Method Man delivered his first rhyme sermon when he was just a shortie running like a wild child through the grim streets of his adopted home, Staten Island. With rap music being the brutal soundtrack to the urban decadence that his young eyes witnessed (broken glass everywhere, midnight zombies beaming in the shadows) throughout his youth, it should come as no surprise that most of the neighborhood thugs wanted to project their large souls into a microphone. With a menacing scowl on his hairy face, Method Man introduces the world to the black ruins of his scattered soul on his debut solo master work TICAL.
"In every part of New York there is someone who makes up different slang words that just happen to catch on," he explains. "In Staten Island we used to call weed method, then my man Lounger cut it down to metical. And then, over the course of time it got cut down to tical."
Produced by Prince Rakim (Now known as Rza), TICAL is an extension of aural madness that the infamous Wu-Tang Clan introduced to the world on their gold album Enter the Wu-Tang. The poetics of Method Man drag the listener into the heart of darkness; decaying projects, bloodshed on the streets and crack dealers ruling in the blazing sun. "There's a song on my record called "What the Bloodclot" that speaks about the struggles of the youth in the ghetto" mumbles Method. "Fuckin with the wrong shit will get you tow up, everything is an illusion... we are in the last days."

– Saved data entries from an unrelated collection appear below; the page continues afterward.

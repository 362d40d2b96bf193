//! Ordered key-value storage abstraction.
//!
//! Backends implement [`IndexStore`]: point lookups, ascending iteration from a
//! start key and atomic application of a [`Batch`]. Typed indices built on top
//! encode their keys with [`Encode`]/[`Decode`] and their values with
//! [`Compress`]/[`Decompress`].

use std::fmt::Debug;

mod batch;
mod memory;

pub use batch::{Batch, BatchOp};
pub use memory::MemoryStore;

/// Trait that will transform the data to be saved in the DB in a (ideally) compressed format
pub trait Compress: Send + Sync + Sized + Debug {
    /// Compressed type.
    type Compressed: bytes::BufMut
        + AsRef<[u8]>
        + AsMut<[u8]>
        + Into<Vec<u8>>
        + Default
        + Send
        + Sync
        + Debug;

    /// Compresses data going into the database.
    fn compress(self) -> Self::Compressed {
        let mut buf = Self::Compressed::default();
        self.compress_to_buf(&mut buf);
        buf
    }

    /// Compresses data to a given buffer.
    fn compress_to_buf<B: bytes::BufMut + AsMut<[u8]>>(&self, buf: &mut B);
}

/// Trait that will transform the data to be read from the DB.
pub trait Decompress: Send + Sync + Sized + Debug {
    /// Decompresses data coming from the database.
    fn decompress(value: &[u8]) -> Result<Self, DatabaseError>;

    /// Decompresses owned data coming from the database.
    fn decompress_owned(value: Vec<u8>) -> Result<Self, DatabaseError> {
        Self::decompress(&value)
    }
}

/// Trait that will transform the data to be saved in the DB.
///
/// Encodings of keys must preserve ordering: `a < b` implies
/// `a.encode() < b.encode()` bytewise.
pub trait Encode: Send + Sync + Sized + Debug {
    /// Encoded type.
    type Encoded: AsRef<[u8]> + Into<Vec<u8>> + Send + Sync + Ord + Debug;

    /// Encodes data going into the database.
    fn encode(self) -> Self::Encoded;
}

/// Trait that will transform the data to be read from the DB.
pub trait Decode: Send + Sync + Sized + Debug {
    /// Decodes data coming from the database.
    fn decode(value: &[u8]) -> Result<Self, DatabaseError>;
}

/// Generic trait that enforces the database key to implement [`Encode`] and [`Decode`].
pub trait Key: Encode + Decode + Ord + Clone {}

impl<T> Key for T where T: Encode + Decode + Ord + Clone {}

/// Generic trait that enforces the database value to implement [`Compress`] and [`Decompress`].
pub trait Value: Compress + Decompress {}

impl<T> Value for T where T: Compress + Decompress {}

/// Ordered key-value backend.
///
/// Keys are compared bytewise. Implementations must be thread-safe and must
/// apply a [`Batch`] atomically: either every operation becomes visible or
/// none does.
pub trait IndexStore: Send + Sync + 'static {
    /// Point lookup.
    fn get(&self, key: &[u8]) -> Result<Option<Vec<u8>>, DatabaseError>;

    /// Check if a key exists.
    fn has(&self, key: &[u8]) -> Result<bool, DatabaseError> {
        Ok(self.get(key)?.is_some())
    }

    /// Insert or overwrite a single key.
    fn put(&self, key: &[u8], value: &[u8]) -> Result<(), DatabaseError> {
        let mut batch = Batch::default();
        batch.put(key, value);
        self.write_batch(batch)
    }

    /// Delete a single key.
    ///
    /// Returns `Ok(())` even if the key didn't exist.
    fn delete(&self, key: &[u8]) -> Result<(), DatabaseError> {
        let mut batch = Batch::default();
        batch.delete(key);
        self.write_batch(batch)
    }

    /// Iterate in ascending key order, starting at the first key `>= start`.
    ///
    /// The callback receives each key and value. Return `Ok(false)` to stop
    /// iteration. The callback must not write to the same store.
    fn iterate_from<F>(&self, start: &[u8], callback: F) -> Result<(), DatabaseError>
    where
        F: FnMut(&[u8], &[u8]) -> Result<bool, DatabaseError>;

    /// Apply all operations of the batch atomically.
    fn write_batch(&self, batch: Batch) -> Result<(), DatabaseError>;
}

/// Database error type.
#[derive(Clone, Debug, PartialEq, Eq, thiserror::Error)]
pub enum DatabaseError {
    /// Failed to open the database.
    #[error("failed to open the database: {0}")]
    Open(String),
    /// Failed to read a value from the database.
    #[error("failed to read a value from the database: {0}")]
    Read(String),
    /// Failed to write a batch into the database.
    #[error("failed to write into the database: {0}")]
    Write(String),
    /// Failed to commit transaction changes into the database.
    #[error("failed to commit transaction changes: {0}")]
    Commit(String),
    /// Failed to decode a key from a table.
    #[error("failed to decode a key from a table")]
    Decode,
    /// Other unspecified error.
    #[error("{0}")]
    Other(String),
}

Method Man expresses his own life experiences perfectly on the track "Bring the Pain". With Rza's minimalist beats dragging across the track like a wounded body, Method Man "Coming on the some old Vietnam shit" takes the listener "deep as the abyss" into his world of stress. Like most children growing up in a world of pure poverty, the hip-hop culture helped save Method Man's life. "I left my household at an early age and wasn't even trying to come back home," recalls Method Man. "I was staying with my man Raid up in 6-B. No lights, just trying to live. I had stopped going to school, which was a mistake. The only thing that kept me sane during that period was my noise and my comic books.
"The closest Method Man gets to performing a rap ballad is on the gritty song that he dedicates to his woman. Without waxing corny poetics like the fire & desire/rub ya down/stroke ya up school of noir romantics, Method Man saves the mushy stuff for the R. Kelly's of the world. On the laid back track "All I Need" Method says, "Back when I was nothin' you made a brother feel like he was somethin'/That's why I'm with ya till this day, Boo/No frontin'." Before and after his verse, the song becomes a verbal war zone of bitter women dissing their own man. "When we went into the studio to record this track, we wanted to get the woman's point of view. We had no idea they were goin' be so wild," he laughs.

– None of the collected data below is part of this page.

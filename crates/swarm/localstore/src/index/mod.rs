//! Typed indices over a shared ordered keyspace.
//!
//! Every index owns a one-byte prefix; its keys are stored as
//! `prefix || key.encode()`, so an ascending scan starting at the prefix visits
//! exactly that index in key order.
//!
//! ```text
//! 0x00 meta                      "seq"              -> last allocated sequence
//! 0x01 retrieval (composite)     address            -> stored_at | access_seq | data
//! 0x02 retrieval data (split)    address            -> stored_at | data
//! 0x03 retrieval access (split)  address            -> access_seq
//! 0x04 pull                      pull_seq | address -> ()
//! 0x05 gc                        access_seq | address -> pull_seq
//! ```

use std::marker::PhantomData;

use vertex_storage::{Batch, DatabaseError, IndexStore, Key, Value};

mod keys;
mod retrieval;

pub(crate) use keys::{GcValue, PullValue, SeqKey};
pub(crate) use retrieval::{RetrievalIndex, RetrievalItem, retrieval_index};

/// Index prefixes.
pub(crate) mod prefix {
    pub(crate) const META: u8 = 0x00;
    pub(crate) const RETRIEVAL_COMPOSITE: u8 = 0x01;
    pub(crate) const RETRIEVAL_DATA: u8 = 0x02;
    pub(crate) const RETRIEVAL_ACCESS: u8 = 0x03;
    pub(crate) const PULL: u8 = 0x04;
    pub(crate) const GC: u8 = 0x05;
}

/// Pull index: synced chunks ordered by insertion sequence.
pub(crate) type PullIndex = Index<SeqKey, PullValue>;

/// Gc index: synced chunks ordered by access sequence, oldest first.
pub(crate) type GcIndex = Index<SeqKey, GcValue>;

/// A typed view of one prefix of an [`IndexStore`].
///
/// Reads go straight to the store; writes are queued into a [`Batch`] so that
/// mutations spanning several indices commit together.
#[derive(Debug)]
pub(crate) struct Index<K, V> {
    prefix: u8,
    name: &'static str,
    _marker: PhantomData<fn() -> (K, V)>,
}

impl<K, V> Index<K, V> {
    pub(crate) const fn new(prefix: u8, name: &'static str) -> Self {
        Self {
            prefix,
            name,
            _marker: PhantomData,
        }
    }

    pub(crate) fn name(&self) -> &'static str {
        self.name
    }
}

impl<K: Key, V: Value> Index<K, V> {
    fn key(&self, key: K) -> Vec<u8> {
        let encoded = key.encode();
        let encoded = encoded.as_ref();
        let mut buf = Vec::with_capacity(1 + encoded.len());
        buf.push(self.prefix);
        buf.extend_from_slice(encoded);
        buf
    }

    pub(crate) fn get<S: IndexStore>(&self, store: &S, key: K) -> Result<Option<V>, DatabaseError> {
        store
            .get(&self.key(key))?
            .map(V::decompress_owned)
            .transpose()
    }

    pub(crate) fn has<S: IndexStore>(&self, store: &S, key: K) -> Result<bool, DatabaseError> {
        store.has(&self.key(key))
    }

    pub(crate) fn put(&self, batch: &mut Batch, key: K, value: V) {
        batch.put(self.key(key), value.compress());
    }

    pub(crate) fn delete(&self, batch: &mut Batch, key: K) {
        batch.delete(self.key(key));
    }

    /// Iterate entries in ascending key order, from `start` (inclusive) or
    /// from the beginning of the index.
    ///
    /// Return `Ok(false)` from the callback to stop.
    pub(crate) fn iterate<S, F>(
        &self,
        store: &S,
        start: Option<K>,
        mut callback: F,
    ) -> Result<(), DatabaseError>
    where
        S: IndexStore,
        F: FnMut(K, V) -> Result<bool, DatabaseError>,
    {
        let start = match start {
            Some(key) => self.key(key),
            None => vec![self.prefix],
        };

        store.iterate_from(&start, |key, value| match key.split_first() {
            Some((&prefix, rest)) if prefix == self.prefix => {
                callback(K::decode(rest)?, V::decompress(value)?)
            }
            _ => Ok(false),
        })
    }

    /// Number of entries, by full scan.
    pub(crate) fn count<S: IndexStore>(&self, store: &S) -> Result<u64, DatabaseError> {
        let mut count = 0u64;
        self.iterate(store, None, |_, _| {
            count += 1;
            Ok(true)
        })?;
        Ok(count)
    }
}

Like many inspiring rappers back in the days, Method Man was a fan of Rakim's multi-layered soundgarden of cryptic images and gritty metaphors of protest. "When Eric B. and Rakim dropped Paid in Full that's when I really became rap conscious. At that time, no one could mess with Ra."

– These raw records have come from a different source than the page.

//! Swarm local chunk store.
//!
//! Content-addressed chunk storage bounded by a capacity of synced chunks.
//! Chunks are uploaded, confirmed synced and read through mode accessors;
//! once the number of synced chunks reaches capacity a background collector
//! evicts the least recently accessed ones in batches until the gc target is
//! reached.
//!
//! # Architecture
//!
//! ```text
//! Putter(Upload)  ─┐
//! Setter(Sync)    ─┤
//! Setter(Remove)  ─┼─► LocalStore ─► IndexStore (memory, redb)
//! Getter(Request) ─┤      │             ├─ retrieval  address              -> data, stored_at, access_seq
//! Getter(Lookup)  ─┘      │             ├─ pull       pull_seq | address   -> ()
//!                         │             └─ gc         access_seq | address -> pull_seq
//!                         │
//!                         └─ gc trigger ─► collector task ─► batched evictions
//! ```
//!
//! # Usage
//!
//! ```ignore
//! let db = LocalStore::new(MemoryStore::new(), &LocalStoreArgs::default())?;
//!
//! db.putter(ModePut::Upload).put(&chunk)?;
//! db.setter(ModeSet::Sync).set(chunk.address())?;
//! let chunk = db.getter(ModeGet::Request).get(chunk.address())?;
//!
//! db.close().await;
//! ```

#![warn(missing_docs)]

mod args;
mod chunk;
mod error;
mod gc;
mod index;
mod metrics;
mod mode;
mod store;

pub use args::{
    DEFAULT_CAPACITY, DEFAULT_GC_BATCH_SIZE, GC_TARGET_PERCENT, LocalStoreArgs, LocalStoreConfig,
    RetrievalLayout, gc_target,
};
pub use chunk::{Chunk, ChunkAddress};
pub use error::LocalStoreError;
pub use gc::{GcObserver, NoopGcObserver};
pub use mode::{Getter, ModeGet, ModePut, ModeSet, Putter, Setter};
pub use store::{IndexCounts, LocalStore, PullItem};

/// Result type for local store operations.
pub type LocalStoreResult<T> = Result<T, LocalStoreError>;
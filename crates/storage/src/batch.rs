//! Atomic write batches.

/// A single batched mutation.
#[derive(Debug, Clone, PartialEq, Eq)]
pub enum BatchOp {
    /// Insert or overwrite `key` with `value`.
    Put { key: Vec<u8>, value: Vec<u8> },
    /// Delete `key`, if present.
    Delete { key: Vec<u8> },
}

/// An ordered list of mutations applied all-or-nothing by
/// [`IndexStore::write_batch`](crate::IndexStore::write_batch).
///
/// Operations are applied in insertion order, so a later operation on the
/// same key wins.
#[derive(Debug, Clone, Default, PartialEq, Eq)]
pub struct Batch {
    ops: Vec<BatchOp>,
}

impl Batch {
    /// Create an empty batch.
    pub fn new() -> Self {
        Self::default()
    }

    /// Queue an insert.
    pub fn put(&mut self, key: impl Into<Vec<u8>>, value: impl Into<Vec<u8>>) {
        self.ops.push(BatchOp::Put {
            key: key.into(),
            value: value.into(),
        });
    }

    /// Queue a deletion.
    pub fn delete(&mut self, key: impl Into<Vec<u8>>) {
        self.ops.push(BatchOp::Delete { key: key.into() });
    }

    /// Number of queued operations.
    pub fn len(&self) -> usize {
        self.ops.len()
    }

    /// Whether no operation is queued.
    pub fn is_empty(&self) -> bool {
        self.ops.is_empty()
    }

    /// Borrow the queued operations.
    pub fn ops(&self) -> &[BatchOp] {
        &self.ops
    }

    /// Consume the batch, yielding its operations in order.
    pub fn into_ops(self) -> Vec<BatchOp> {
        self.ops
    }
}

Smoking blunts has always been a part of Method's musical creations "Ya sit in your room with the disco light, spark-up a phat blunt and this track will just take ya on a hip-hop ride." On the track "Sandman" which is a crazed track about the Billboard charts. Do people really buy spots? This is my type of song. It's me Rza, Inspector Dek and Street Thug. Everybody jumping from one subject to the next."
One thing that is a constant, Method's rhymes are always honest. Method Man attracts and attacks realness, true emotion and a masterful flow.